Apprenticeship programmes equip learners with the skills and tools they need for a successful career, and are a genuine alternative to going to university. For employers, apprenticeships provide a highly efficient and effective means of recruiting new talent, as well as developing the skills of their current staff. Existing apprenticeship frameworks that govern the courses undertaken by apprentices are slowly being phased out in a bid to improve what apprentices learn.
What are Apprenticeship Standards?
In 2016, the government announced their vision to improve the quality of apprenticeships in England ensuring they met employers’ requirements for skills and set a target of 3 million apprenticeship starts by 2020. The aim is to ensure that employers take responsibility in creating opportunities for our future generation and in addition to addressing the skills shortage.
New Apprenticeship Standards mean that employers are now at the forefront of the development of apprenticeships and learning, aiming to produce people with workplace skills that are relevant to business and industry.
Groups of employers called trailblazers come together to create new apprenticeship standards for specific job roles.

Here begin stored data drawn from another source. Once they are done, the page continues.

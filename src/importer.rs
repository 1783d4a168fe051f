//! Import pipeline
//!
//! Composes the two passes over a [`SceneModel`]: the skeleton is built once
//! per scene, then any number of animation clips are resampled against it.
//!
//! ```rust,ignore
//! let importer = Importer::new(&model, ImportSettings::default());
//! let skeleton = importer.import_skeleton()?;
//! for name in importer.animation_names() {
//!     let clip = importer.import_animation(name, &skeleton)?;
//! }
//! ```

use std::cell::Cell;

use crate::animation::{AnimationClip, AnimationResampler, DEFAULT_SAMPLING_RATE};
use crate::errors::{ImportError, Result};
use crate::scene::SceneModel;
use crate::settings::ImportSettings;
use crate::skeleton::{JointNaming, Skeleton, SkeletonBuilder};

/// A built skeleton together with the naming table that produced it.
#[derive(Debug, Clone)]
pub struct ImportedSkeleton {
    pub skeleton: Skeleton,
    pub naming: JointNaming,
}

pub struct Importer<'a> {
    model: &'a SceneModel,
    settings: ImportSettings,
    sampling_rate_warned: Cell<bool>,
}

impl<'a> Importer<'a> {
    #[must_use]
    pub fn new(model: &'a SceneModel, settings: ImportSettings) -> Self {
        Self {
            model,
            settings,
            sampling_rate_warned: Cell::new(false),
        }
    }

    #[inline]
    #[must_use]
    pub fn settings(&self) -> &ImportSettings {
        &self.settings
    }

    /// Picks the scene to import: the configured one, else the model's
    /// default scene, else scene 0.
    pub fn select_scene(&self) -> Result<usize> {
        if self.model.scenes.is_empty() {
            return Err(ImportError::NoScenes);
        }
        let index = self
            .settings
            .scene
            .or(self.model.default_scene)
            .unwrap_or(0);
        let scene = self.model.scene(index)?;
        log::info!(
            "Importing from scene #{index} ({})",
            scene.name.as_deref().unwrap_or("")
        );
        Ok(index)
    }

    pub fn import_skeleton(&self) -> Result<ImportedSkeleton> {
        let scene = self.select_scene()?;
        if self.model.skins.is_empty() {
            return Err(ImportError::NoSkins);
        }

        let (skeleton, naming) = SkeletonBuilder::new(self.model).build(scene)?;
        log::info!("Built skeleton with {} joints", skeleton.num_joints());
        Ok(ImportedSkeleton { skeleton, naming })
    }

    /// Names of the animations that can be imported. Unnamed animations
    /// cannot be requested and are skipped with a warning.
    #[must_use]
    pub fn animation_names(&self) -> Vec<&'a str> {
        let model: &'a SceneModel = self.model;
        model
            .animations
            .iter()
            .enumerate()
            .filter_map(|(index, animation)| match animation.name.as_deref() {
                Some(name) if !name.is_empty() => Some(name),
                _ => {
                    log::warn!("Animation #{index} has no name and will be skipped");
                    None
                }
            })
            .collect()
    }

    /// Resampling rate for cubic-spline channels, resolving the automatic
    /// setting.
    pub fn sampling_rate(&self) -> f32 {
        if self.settings.sampling_rate > 0.0 {
            return self.settings.sampling_rate;
        }
        if !self.sampling_rate_warned.replace(true) {
            log::warn!(
                "The animation sampling rate is set to 0 (automatic) but glTF does not carry frame rate information, assuming {DEFAULT_SAMPLING_RATE}hz"
            );
        }
        DEFAULT_SAMPLING_RATE
    }

    pub fn import_animation(&self, name: &str, skeleton: &ImportedSkeleton) -> Result<AnimationClip> {
        let resampler = AnimationResampler::new(
            self.model,
            &skeleton.skeleton,
            &skeleton.naming,
            self.sampling_rate(),
        );
        resampler.resample(name)
    }

    /// Builds the skeleton and imports every named animation.
    pub fn import_all(&self) -> Result<(ImportedSkeleton, Vec<AnimationClip>)> {
        let skeleton = self.import_skeleton()?;
        let clips = self
            .animation_names()
            .into_iter()
            .map(|name| self.import_animation(name, &skeleton))
            .collect::<Result<Vec<_>>>()?;
        Ok((skeleton, clips))
    }
}
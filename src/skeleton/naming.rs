use rustc_hash::FxHashMap;

/// Node index ↔ joint name table.
///
/// Populated once by the skeleton builder and read-only afterwards; the
/// animation resampler uses it to route channels to joints and to recover a
/// joint's source node for bind-pose keys.
#[derive(Debug, Clone, Default)]
pub struct JointNaming {
    names: FxHashMap<usize, String>,
    nodes: FxHashMap<String, usize>,
}

impl JointNaming {
    #[must_use]
    pub fn new() -> Self {
        Self::default()
    }

    /// Assigns a unique, non-empty joint name to node `index`.
    ///
    /// Unnamed nodes become `gltf_node_<index>`; a name already taken by
    /// another node gets `_<index>` appended. Both cases are repaired with a
    /// warning. Assigning the same node twice returns the existing name.
    pub fn assign(&mut self, index: usize, node_name: &str) -> String {
        if let Some(name) = self.names.get(&index) {
            return name.clone();
        }

        let mut name = if node_name.is_empty() {
            let name = format!("gltf_node_{index}");
            log::warn!("Joint at node #{index} has no name, setting name to '{name}'");
            name
        } else {
            node_name.to_string()
        };

        while let Some(&other) = self.nodes.get(&name) {
            let renamed = format!("{name}_{index}");
            log::warn!(
                "Joint at node #{index} has the same name as node #{other}, renaming it to '{renamed}'"
            );
            name = renamed;
        }

        self.nodes.insert(name.clone(), index);
        self.names.insert(index, name.clone());
        name
    }

    #[must_use]
    pub fn name_of(&self, node: usize) -> Option<&str> {
        self.names.get(&node).map(String::as_str)
    }

    #[must_use]
    pub fn node_of(&self, name: &str) -> Option<usize> {
        self.nodes.get(name).copied()
    }

    #[inline]
    #[must_use]
    pub fn len(&self) -> usize {
        self.names.len()
    }

    #[inline]
    #[must_use]
    pub fn is_empty(&self) -> bool {
        self.names.is_empty()
    }
}

#[cfg(test)]
mod tests {
    use super::*;

    #[test]
    fn test_assign_plain_name() {
        let mut naming = JointNaming::new();
        assert_eq!(naming.assign(0, "hips"), "hips");
        assert_eq!(naming.node_of("hips"), Some(0));
        assert_eq!(naming.name_of(0), Some("hips"));
    }

    #[test]
    fn test_assign_empty_name() {
        let mut naming = JointNaming::new();
        assert_eq!(naming.assign(7, ""), "gltf_node_7");
    }

    #[test]
    fn test_assign_duplicate_name() {
        let mut naming = JointNaming::new();
        assert_eq!(naming.assign(2, "bone"), "bone");
        assert_eq!(naming.assign(5, "bone"), "bone_5");
        assert_eq!(naming.node_of("bone_5"), Some(5));
        assert_eq!(naming.len(), 2);
    }

    #[test]
    fn test_assign_is_idempotent() {
        let mut naming = JointNaming::new();
        assert_eq!(naming.assign(3, "arm"), "arm");
        assert_eq!(naming.assign(3, "arm"), "arm");
        assert_eq!(naming.len(), 1);
    }

    #[test]
    fn test_assign_collision_with_suffixed_name() {
        let mut naming = JointNaming::new();
        assert_eq!(naming.assign(1, "a_4"), "a_4");
        assert_eq!(naming.assign(2, "a"), "a");
        // "a" -> "a_4" is taken by node 1 -> "a_4_4"
        assert_eq!(naming.assign(4, "a"), "a_4_4");
    }
}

These standards are created to include the skills, knowledge and behaviours that are needed to succeed in the industry in question.
An important distinction that sets apprenticeship standards apart from frameworks is the End Point Assessment, or EPA for short. This assessment pulls together everything an apprentice has learned while on programme, and provides employers with confidence that they have achieved the occupational competence set out in the standard.
Why are Apprenticeship Frameworks being phased out?
This is the result of a government reform of apprenticeships outlined in the implementation plan, which is the government’s response to the Richard Review. This review highlighted key areas in which the apprenticeship framework could be improved.
- Put employers in the driving seat. Apprenticeships will be based on standards designed by employers, making them more relevant and therefore more attractive to existing and new employers. New Apprenticeship Standards for apprenticeships will give more power to employers than they may have within the existing framework.
- Increase the quality of apprenticeships. An apprentice will need to demonstrate their competence through rigorous and holistic assessment. This will focus on the end of the apprenticeship to ensure that the apprentice is ready to progress.
- Simplify the system. The new employer-designed Apprenticeship Standards will be short and easy to understand, unlike the existing apprenticeship frameworks. They will describe the knowledge, skills and behaviour that the individual needs to be fully competent in an occupation.
In the time following the establishment of these aims, the idea of a whole new take on apprenticeship frameworks was envisioned, and from this, the New Apprenticeship Standards were created.